§ **Task prompt**
Could you copy every line of the data that contains "usize"?
==*==
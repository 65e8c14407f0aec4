//! Error types for the ttt-rules crate

use std::path::PathBuf;

use thiserror::Error;

/// Main error type for the ttt-rules crate
#[derive(Error, Debug)]
#[non_exhaustive]
pub enum Error {
    #[error("invalid move: position {position} is already occupied")]
    InvalidMove { position: usize },

    #[error("position {position} is out of bounds (must be 0-8)")]
    InvalidPosition { position: usize },

    #[error("board string too long: expected at most {expected} cells, got {got} in '{context}'")]
    InvalidBoardLength {
        expected: usize,
        got: usize,
        context: String,
    },

    #[error("invalid character '{character}' at position {position} in '{context}'")]
    InvalidCellCharacter {
        character: char,
        position: usize,
        context: String,
    },

    #[error("invalid piece counts: X={x_count}, O={o_count} (must differ by at most 1)")]
    InvalidPieceCounts { x_count: usize, o_count: usize },

    #[error("invalid state '{key}': {reason}")]
    InvalidState { key: String, reason: String },

    #[error("corrupt policy: entry '{key}' names occupied or out-of-range cell {position}")]
    CorruptPolicy { key: String, position: usize },

    #[error("input not found: {}", path.display())]
    InputNotFound { path: PathBuf },

    #[error("invalid rule cause: {message}")]
    InvalidCause { message: String },

    #[error("invalid configuration: {message}")]
    InvalidConfiguration { message: String },

    #[error("failed to {operation}: {source}")]
    Io {
        operation: String,
        #[source]
        source: std::io::Error,
    },

    #[error("serialization error: {0}")]
    Serialization(#[from] serde_json::Error),

    #[error("failed to {operation}: {message}")]
    SerializationContext { operation: String, message: String },

    #[error("CSV error: {0}")]
    Csv(#[from] csv::Error),

    #[error("invalid progress bar template: {message}")]
    ProgressBarTemplate { message: String },
}

/// Convenience type alias for Results using the crate's Error type
pub type Result<T> = std::result::Result<T, Error>;

impl From<std::io::Error> for Error {
    fn from(source: std::io::Error) -> Self {
        Error::Io {
            operation: "IO operation".to_string(),
            source,
        }
    }
}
==*==
§ **Reply to the exercise**
    InvalidMove { position: usize },
    InvalidPosition { position: usize },
        expected: usize,
        got: usize,
        position: usize,
    InvalidPieceCounts { x_count: usize, o_count: usize },
    CorruptPolicy { key: String, position: usize },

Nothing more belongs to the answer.